◆ EXERCISE MATERIALS ◆

· · ·

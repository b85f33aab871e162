//! Role-based feature gating.
//!
//! Gating here only decides what a caller is shown. Data access itself is
//! enforced by the row store and identity service.

use serde::{Deserialize, Serialize};
use std::fmt;

// ---------------------------------------------------------------------------
// AccessLevel
// ---------------------------------------------------------------------------

#[derive(Debug, Clone, Copy, PartialEq, Eq, Hash, PartialOrd, Ord, Serialize, Deserialize)]
#[serde(rename_all = "snake_case")]
pub enum AccessLevel {
    /// No signed-in profile.
    Anonymous,
    Base,
    Premium,
    Enterprise,
    Admin,
}

impl AccessLevel {
    /// Level for a profile role. `subscriber` and `base` share the bottom
    /// tier, and anything unrecognised falls back to it as well.
    pub fn from_role(role: &str) -> AccessLevel {
        match role {
            "premium" => AccessLevel::Premium,
            "enterprise" => AccessLevel::Enterprise,
            "admin" => AccessLevel::Admin,
            _ => AccessLevel::Base,
        }
    }

    /// Numeric rank: base 0, premium 1, enterprise 2, admin 3.
    /// Anonymous sits below every role at -1.
    pub fn rank(self) -> i8 {
        match self {
            AccessLevel::Anonymous => -1,
            AccessLevel::Base => 0,
            AccessLevel::Premium => 1,
            AccessLevel::Enterprise => 2,
            AccessLevel::Admin => 3,
        }
    }

    pub fn as_str(self) -> &'static str {
        match self {
            AccessLevel::Anonymous => "anonymous",
            AccessLevel::Base => "base",
            AccessLevel::Premium => "premium",
            AccessLevel::Enterprise => "enterprise",
            AccessLevel::Admin => "admin",
        }
    }

    /// Plan name shown in upgrade prompts.
    pub fn plan_name(self) -> &'static str {
        match self {
            AccessLevel::Enterprise => "Enterprise",
            AccessLevel::Admin => "Admin",
            _ => "Premium",
        }
    }
}

impl fmt::Display for AccessLevel {
    fn fmt(&self, f: &mut fmt::Formatter<'_>) -> fmt::Result {
        f.write_str(self.as_str())
    }
}

pub fn level(role: Option<&str>) -> AccessLevel {
    role.map_or(AccessLevel::Anonymous, AccessLevel::from_role)
}

pub fn has_access(profile_role: &str, required_role: &str) -> bool {
    AccessLevel::from_role(profile_role) >= AccessLevel::from_role(required_role)
}

pub fn is_premium_or_higher(role: Option<&str>) -> bool {
    level(role) >= AccessLevel::Premium
}

pub fn is_enterprise_or_higher(role: Option<&str>) -> bool {
    level(role) >= AccessLevel::Enterprise
}

/// Exact admin role, not merely a level at or above it.
pub fn is_admin(role: Option<&str>) -> bool {
    role == Some("admin")
}

// ---------------------------------------------------------------------------
// GateDecision
// ---------------------------------------------------------------------------

#[derive(Debug, Clone, Copy, PartialEq, Eq, Serialize)]
#[serde(tag = "decision", rename_all = "snake_case")]
pub enum GateDecision {
    Allowed,
    SignInRequired,
    UpgradeRequired { required: AccessLevel },
}

impl GateDecision {
    pub fn is_allowed(self) -> bool {
        matches!(self, GateDecision::Allowed)
    }
}

/// Decide whether a caller with `role` (None when signed out) may see a
/// section that requires `required`.
pub fn gate(role: Option<&str>, required: AccessLevel) -> GateDecision {
    let Some(role) = role else {
        return GateDecision::SignInRequired;
    };
    if AccessLevel::from_role(role) >= required {
        GateDecision::Allowed
    } else {
        GateDecision::UpgradeRequired { required }
    }
}

// ---------------------------------------------------------------------------
// Tests
// ---------------------------------------------------------------------------

#[cfg(test)]
mod tests {
    use super::*;

    #[test]
    fn role_hierarchy() {
        assert!(has_access("admin", "premium"));
        assert!(!has_access("subscriber", "premium"));
        assert!(!has_access("unknown-role", "enterprise"));
        assert!(has_access("enterprise", "enterprise"));
        assert!(has_access("subscriber", "subscriber"));
    }

    #[test]
    fn unknown_required_role_is_base() {
        assert!(has_access("subscriber", "superuser"));
    }

    #[test]
    fn ranks_are_monotonic() {
        let levels = [
            AccessLevel::Anonymous,
            AccessLevel::Base,
            AccessLevel::Premium,
            AccessLevel::Enterprise,
            AccessLevel::Admin,
        ];
        for pair in levels.windows(2) {
            assert!(pair[0] < pair[1]);
            assert!(pair[0].rank() < pair[1].rank());
        }
        assert_eq!(AccessLevel::from_role("base").rank(), 0);
        assert_eq!(AccessLevel::from_role("admin").rank(), 3);
    }

    #[test]
    fn gate_without_profile_requires_sign_in() {
        assert_eq!(gate(None, AccessLevel::Base), GateDecision::SignInRequired);
    }

    #[test]
    fn gate_names_required_plan() {
        let decision = gate(Some("premium"), AccessLevel::Enterprise);
        assert_eq!(
            decision,
            GateDecision::UpgradeRequired {
                required: AccessLevel::Enterprise
            }
        );
        assert!(gate(Some("admin"), AccessLevel::Enterprise).is_allowed());
        assert_eq!(AccessLevel::Premium.plan_name(), "Premium");
    }

    #[test]
    fn convenience_checks() {
        assert!(is_premium_or_higher(Some("enterprise")));
        assert!(!is_premium_or_higher(None));
        assert!(!is_enterprise_or_higher(Some("premium")));
        assert!(is_admin(Some("admin")));
        assert!(!is_admin(Some("enterprise")));
    }
}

· · ·

◆ WHAT NEEDS TO BE DONE ◆
Repeat exactly, please, each line from the beginning of the data through the line with "share the bottom" in it, and only those lines.

◆ RESPONSE AREA ◆
repository b85f33aab871e162
//! Role-based feature gating.
//!
//! Gating here only decides what a caller is shown. Data access itself is
//! enforced by the row store and identity service.

use serde::{Deserialize, Serialize};
use std::fmt;

// ---------------------------------------------------------------------------
// AccessLevel
// ---------------------------------------------------------------------------

#[derive(Debug, Clone, Copy, PartialEq, Eq, Hash, PartialOrd, Ord, Serialize, Deserialize)]
#[serde(rename_all = "snake_case")]
pub enum AccessLevel {
    /// No signed-in profile.
    Anonymous,
    Base,
    Premium,
    Enterprise,
    Admin,
}

impl AccessLevel {
    /// Level for a profile role. `subscriber` and `base` share the bottom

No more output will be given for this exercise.